No. The contract of loan was not perfected. Art. 1934 of the Civil Code provides:

"An accepted promise to deliver something by way of commodatum or simple loan is binding upon the
parties, but the commodatum or simple loan itself shall not be perfected until the delivery of the object
of the contract."

A loan contract is a real contract, not consensual, and, as such, is perfected only upon the delivery of the
object of the contract.

In this case, the objects of the contract are the loan proceeds which Queaño would enjoy only upon the
encashment of the checks signed or indorsed by Naguiat. If indeed the checks were encashed or
deposited, Naguiat would have certainly presented the corresponding documentary evidence, such as
the returned checks and the pertinent bank records. Since Naguiat presented no such proof, it follows
that the checks were not encashed or credited to Queaño’s account.1

2. Whether or not the of the Deed of REM is null and void.

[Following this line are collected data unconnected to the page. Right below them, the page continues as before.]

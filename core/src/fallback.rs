//! Flat fallback store.
//!
//! A synchronous, string-only key/value map with a byte quota, optionally
//! backed by one JSON file. Used as the save backend when SQLite cannot
//! be opened, and as the source for legacy flat saves.
//!
//! As a save backend it holds at most one record: every write replaces it.

use crate::{
    backend::{BackendKind, SaveBackend},
    error::{SaveError, SaveResult},
    snapshot::{CurrentGameState, MigrationLogEntry, SaveRecord},
    types::{SaveId, SaveTier},
};
use std::{
    cell::RefCell,
    collections::BTreeMap,
    fs,
    path::{Path, PathBuf},
};

pub const FALLBACK_SAVE_KEY:    &str = "lifesim_fallback_save";
pub const FALLBACK_LOG_KEY:     &str = "lifesim_fallback_log";
pub const FALLBACK_CURRENT_KEY: &str = "lifesim_fallback_current";

/// Oldest log entries are dropped past this many.
pub const FALLBACK_LOG_CAP: usize = 200;

/// The fallback backend's single record always has this id.
pub const FALLBACK_RECORD_ID: SaveId = 1;

pub struct FlatStore {
    items: BTreeMap<String, String>,
    quota: usize,
    path:  Option<PathBuf>,
}

impl FlatStore {
    pub fn in_memory(quota: usize) -> Self {
        Self { items: BTreeMap::new(), quota, path: None }
    }

    /// Load the map from `path` if it exists. An unreadable file is
    /// logged and treated as empty; it is overwritten on the next write.
    pub fn open(path: impl AsRef<Path>, quota: usize) -> SaveResult<Self> {
        let path = path.as_ref().to_path_buf();
        let items = if path.exists() {
            let raw = fs::read_to_string(&path)?;
            match serde_json::from_str(&raw) {
                Ok(items) => items,
                Err(e) => {
                    log::warn!("flat store {} unreadable, starting empty: {e}", path.display());
                    BTreeMap::new()
                }
            }
        } else {
            BTreeMap::new()
        };
        Ok(Self { items, quota, path: Some(path) })
    }

    pub fn get_item(&self, key: &str) -> Option<&str> {
        self.items.get(key).map(String::as_str)
    }

    /// Store `value` under `key`. Fails with QuotaExceeded, leaving the
    /// previous value in place, if the store would grow past its quota.
    pub fn set_item(&mut self, key: &str, value: &str) -> SaveResult<()> {
        let current = self.used_bytes();
        let replaced = self.items.get(key).map_or(0, |v| key.len() + v.len());
        let needed = current - replaced + key.len() + value.len();
        if needed > self.quota {
            return Err(SaveError::QuotaExceeded { needed, quota: self.quota });
        }

        let previous = self.items.insert(key.to_string(), value.to_string());
        if let Err(e) = self.persist() {
            match previous {
                Some(old) => self.items.insert(key.to_string(), old),
                None => self.items.remove(key),
            };
            return Err(e);
        }
        Ok(())
    }

    pub fn remove_item(&mut self, key: &str) -> SaveResult<()> {
        if let Some(previous) = self.items.remove(key) {
            if let Err(e) = self.persist() {
                self.items.insert(key.to_string(), previous);
                return Err(e);
            }
        }
        Ok(())
    }

    /// Bytes counted against the quota: keys plus values.
    pub fn used_bytes(&self) -> usize {
        self.items.iter().map(|(k, v)| k.len() + v.len()).sum()
    }

    fn persist(&self) -> SaveResult<()> {
        let Some(path) = &self.path else { return Ok(()) };
        let json = serde_json::to_string(&self.items)?;
        // Write to a temp file first, then rename for atomicity.
        let tmp_path = path.with_extension("json.tmp");
        fs::write(&tmp_path, json)?;
        fs::rename(&tmp_path, path)?;
        Ok(())
    }
}

/// Reduced-fidelity save backend over a FlatStore.
pub struct FallbackBackend {
    flat: RefCell<FlatStore>,
}

impl FallbackBackend {
    pub fn new(flat: FlatStore) -> Self {
        Self { flat: RefCell::new(flat) }
    }

    fn read_json<T: serde::de::DeserializeOwned>(&self, key: &str) -> SaveResult<Option<T>> {
        let flat = self.flat.borrow();
        flat.get_item(key)
            .map(|raw| serde_json::from_str::<T>(raw))
            .transpose()
            .map_err(SaveError::from)
    }

    fn write_json<T: serde::Serialize>(&self, key: &str, value: &T) -> SaveResult<()> {
        let raw = serde_json::to_string(value)?;
        self.flat.borrow_mut().set_item(key, &raw)
    }
}

impl SaveBackend for FallbackBackend {
    fn kind(&self) -> BackendKind {
        BackendKind::Fallback
    }

    fn write(&self, record: &SaveRecord) -> SaveResult<SaveId> {
        let mut stored = record.clone();
        stored.id = Some(FALLBACK_RECORD_ID);
        self.write_json(FALLBACK_SAVE_KEY, &stored)?;
        Ok(FALLBACK_RECORD_ID)
    }

    fn read(&self, id: SaveId) -> SaveResult<Option<SaveRecord>> {
        if id != FALLBACK_RECORD_ID {
            return Ok(None);
        }
        self.read_json(FALLBACK_SAVE_KEY).map_err(|e| SaveError::CorruptRecord {
            id,
            reason: e.to_string(),
        })
    }

    fn list(&self, tier: Option<SaveTier>) -> SaveResult<Vec<SaveRecord>> {
        let record = match self.read(FALLBACK_RECORD_ID) {
            Ok(record) => record,
            Err(e) => {
                log::warn!("skipping unreadable fallback save: {e}");
                None
            }
        };
        Ok(record
            .into_iter()
            .filter(|r| tier.is_none_or(|t| r.tier == t))
            .collect())
    }

    fn remove(&self, id: SaveId) -> SaveResult<()> {
        if id == FALLBACK_RECORD_ID {
            self.flat.borrow_mut().remove_item(FALLBACK_SAVE_KEY)?;
        }
        Ok(())
    }

    fn max_slot(&self, tier: SaveTier) -> SaveResult<Option<u32>> {
        Ok(self.list(Some(tier))?.into_iter().find_map(|r| r.slot))
    }

    fn request_durability(&self) -> bool {
        false
    }

    fn append_log(&self, entry: &MigrationLogEntry) -> SaveResult<()> {
        let mut entries: Vec<MigrationLogEntry> =
            self.read_json(FALLBACK_LOG_KEY)?.unwrap_or_default();
        let next_id = entries.last().and_then(|e| e.id).unwrap_or(0) + 1;
        let mut entry = entry.clone();
        entry.id = Some(next_id);
        entries.push(entry);
        if entries.len() > FALLBACK_LOG_CAP {
            entries.drain(..entries.len() - FALLBACK_LOG_CAP);
        }
        self.write_json(FALLBACK_LOG_KEY, &entries)
    }

    fn migration_log(&self) -> SaveResult<Vec<MigrationLogEntry>> {
        Ok(self.read_json(FALLBACK_LOG_KEY)?.unwrap_or_default())
    }

    fn put_current_state(&self, state: &CurrentGameState) -> SaveResult<()> {
        self.write_json(FALLBACK_CURRENT_KEY, state)
    }

    fn current_state(&self) -> SaveResult<Option<CurrentGameState>> {
        self.read_json(FALLBACK_CURRENT_KEY)
    }
}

Yes. SC finds no compelling reason to disturb the finding of the courts a quo that the lender did not
remit and the borrower did not receive the proceeds of the loan. That being the case, it follows that the
mortgage which is supposed to secure the loan is null and void. The consideration of the mortgage
contract is the same as that of the principal contract from which it receives life, and without which it
cannot exist as an independent contract. A mortgage contract being a mere accessory contract, its
validity would depend on the validity of the loan secured by it.